#### [Stored entries]
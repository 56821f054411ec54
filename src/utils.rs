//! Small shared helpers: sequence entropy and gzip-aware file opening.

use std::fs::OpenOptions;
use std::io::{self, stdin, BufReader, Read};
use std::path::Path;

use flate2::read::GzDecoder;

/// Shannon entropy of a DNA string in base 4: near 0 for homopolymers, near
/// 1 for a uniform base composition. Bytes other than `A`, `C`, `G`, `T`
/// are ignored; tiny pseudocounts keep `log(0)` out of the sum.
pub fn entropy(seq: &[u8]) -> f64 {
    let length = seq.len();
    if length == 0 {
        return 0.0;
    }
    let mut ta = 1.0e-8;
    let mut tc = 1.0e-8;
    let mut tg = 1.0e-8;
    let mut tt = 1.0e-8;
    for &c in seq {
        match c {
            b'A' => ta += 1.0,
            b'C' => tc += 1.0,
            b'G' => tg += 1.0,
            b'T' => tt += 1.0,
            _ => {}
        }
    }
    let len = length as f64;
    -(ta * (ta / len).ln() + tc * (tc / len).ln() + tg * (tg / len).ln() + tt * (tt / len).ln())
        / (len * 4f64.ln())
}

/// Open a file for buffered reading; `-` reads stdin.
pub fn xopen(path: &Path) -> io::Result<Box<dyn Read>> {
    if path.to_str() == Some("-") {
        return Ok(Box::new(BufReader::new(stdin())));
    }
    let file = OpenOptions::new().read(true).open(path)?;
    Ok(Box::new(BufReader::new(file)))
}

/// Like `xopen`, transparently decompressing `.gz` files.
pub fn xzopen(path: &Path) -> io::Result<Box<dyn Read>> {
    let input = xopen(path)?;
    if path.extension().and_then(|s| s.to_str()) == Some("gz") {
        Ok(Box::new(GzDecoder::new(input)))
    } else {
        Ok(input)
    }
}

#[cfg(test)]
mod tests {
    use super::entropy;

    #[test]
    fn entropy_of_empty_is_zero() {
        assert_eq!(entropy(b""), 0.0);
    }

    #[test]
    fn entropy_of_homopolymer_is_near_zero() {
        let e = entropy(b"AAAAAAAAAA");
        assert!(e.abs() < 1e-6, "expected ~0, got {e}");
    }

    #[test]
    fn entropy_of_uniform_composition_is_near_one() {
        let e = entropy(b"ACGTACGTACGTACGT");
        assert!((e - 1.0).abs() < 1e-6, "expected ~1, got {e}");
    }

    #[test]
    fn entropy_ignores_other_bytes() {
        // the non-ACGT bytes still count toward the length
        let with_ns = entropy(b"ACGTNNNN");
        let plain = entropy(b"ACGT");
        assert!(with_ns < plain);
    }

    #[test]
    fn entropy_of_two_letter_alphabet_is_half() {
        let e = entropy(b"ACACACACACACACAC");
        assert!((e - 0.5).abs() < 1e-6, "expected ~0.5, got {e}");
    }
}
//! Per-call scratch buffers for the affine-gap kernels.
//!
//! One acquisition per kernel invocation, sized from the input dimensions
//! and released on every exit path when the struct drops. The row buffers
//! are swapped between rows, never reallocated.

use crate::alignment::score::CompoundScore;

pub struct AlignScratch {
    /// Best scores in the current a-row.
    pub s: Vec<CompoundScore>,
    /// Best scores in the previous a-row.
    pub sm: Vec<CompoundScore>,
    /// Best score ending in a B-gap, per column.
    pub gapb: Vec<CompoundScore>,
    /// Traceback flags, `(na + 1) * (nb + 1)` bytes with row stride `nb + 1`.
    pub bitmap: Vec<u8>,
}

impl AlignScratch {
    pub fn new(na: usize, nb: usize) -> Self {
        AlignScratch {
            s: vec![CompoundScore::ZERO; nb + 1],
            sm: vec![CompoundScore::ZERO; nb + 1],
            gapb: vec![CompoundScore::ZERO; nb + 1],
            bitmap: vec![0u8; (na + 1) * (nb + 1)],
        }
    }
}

#### [WHAT THE EXERCISE ASKS]
Make sure every record is repeated exactly.

#### [ANSWER BELOW]
repository 56821f054411ec54
filename src/utils.rs
//! Small shared helpers: sequence entropy and gzip-aware file opening.

use std::fs::OpenOptions;
use std::io::{self, stdin, BufReader, Read};
use std::path::Path;

use flate2::read::GzDecoder;

/// Shannon entropy of a DNA string in base 4: near 0 for homopolymers, near
/// 1 for a uniform base composition. Bytes other than `A`, `C`, `G`, `T`
/// are ignored; tiny pseudocounts keep `log(0)` out of the sum.
pub fn entropy(seq: &[u8]) -> f64 {
    let length = seq.len();
    if length == 0 {
        return 0.0;
    }
    let mut ta = 1.0e-8;
    let mut tc = 1.0e-8;
    let mut tg = 1.0e-8;
    let mut tt = 1.0e-8;
    for &c in seq {
        match c {
            b'A' => ta += 1.0,
            b'C' => tc += 1.0,
            b'G' => tg += 1.0,
            b'T' => tt += 1.0,
            _ => {}
        }
    }
    let len = length as f64;
    -(ta * (ta / len).ln() + tc * (tc / len).ln() + tg * (tg / len).ln() + tt * (tt / len).ln())
        / (len * 4f64.ln())
}

/// Open a file for buffered reading; `-` reads stdin.
pub fn xopen(path: &Path) -> io::Result<Box<dyn Read>> {
    if path.to_str() == Some("-") {
        return Ok(Box::new(BufReader::new(stdin())));
    }
    let file = OpenOptions::new().read(true).open(path)?;
    Ok(Box::new(BufReader::new(file)))
}

/// Like `xopen`, transparently decompressing `.gz` files.
pub fn xzopen(path: &Path) -> io::Result<Box<dyn Read>> {
    let input = xopen(path)?;
    if path.extension().and_then(|s| s.to_str()) == Some("gz") {
        Ok(Box::new(GzDecoder::new(input)))
    } else {
        Ok(input)
    }
}

#[cfg(test)]
mod tests {
    use super::entropy;

    #[test]
    fn entropy_of_empty_is_zero() {
        assert_eq!(entropy(b""), 0.0);
    }

    #[test]
    fn entropy_of_homopolymer_is_near_zero() {
        let e = entropy(b"AAAAAAAAAA");
        assert!(e.abs() < 1e-6, "expected ~0, got {e}");
    }

    #[test]
    fn entropy_of_uniform_composition_is_near_one() {
        let e = entropy(b"ACGTACGTACGTACGT");
        assert!((e - 1.0).abs() < 1e-6, "expected ~1, got {e}");
    }

    #[test]
    fn entropy_ignores_other_bytes() {
        // the non-ACGT bytes still count toward the length
        let with_ns = entropy(b"ACGTNNNN");
        let plain = entropy(b"ACGT");
        assert!(with_ns < plain);
    }

    #[test]
    fn entropy_of_two_letter_alphabet_is_half() {
        let e = entropy(b"ACACACACACACACAC");
        assert!((e - 0.5).abs() < 1e-6, "expected ~0.5, got {e}");
    }
}
//! Per-call scratch buffers for the affine-gap kernels.
//!
//! One acquisition per kernel invocation, sized from the input dimensions
//! and released on every exit path when the struct drops. The row buffers
//! are swapped between rows, never reallocated.

use crate::alignment::score::CompoundScore;

pub struct AlignScratch {
    /// Best scores in the current a-row.
    pub s: Vec<CompoundScore>,
    /// Best scores in the previous a-row.
    pub sm: Vec<CompoundScore>,
    /// Best score ending in a B-gap, per column.
    pub gapb: Vec<CompoundScore>,
    /// Traceback flags, `(na + 1) * (nb + 1)` bytes with row stride `nb + 1`.
    pub bitmap: Vec<u8>,
}

impl AlignScratch {
    pub fn new(na: usize, nb: usize) -> Self {
        AlignScratch {
            s: vec![CompoundScore::ZERO; nb + 1],
            sm: vec![CompoundScore::ZERO; nb + 1],
            gapb: vec![CompoundScore::ZERO; nb + 1],
            bitmap: vec![0u8; (na + 1) * (nb + 1)],
        }
    }
}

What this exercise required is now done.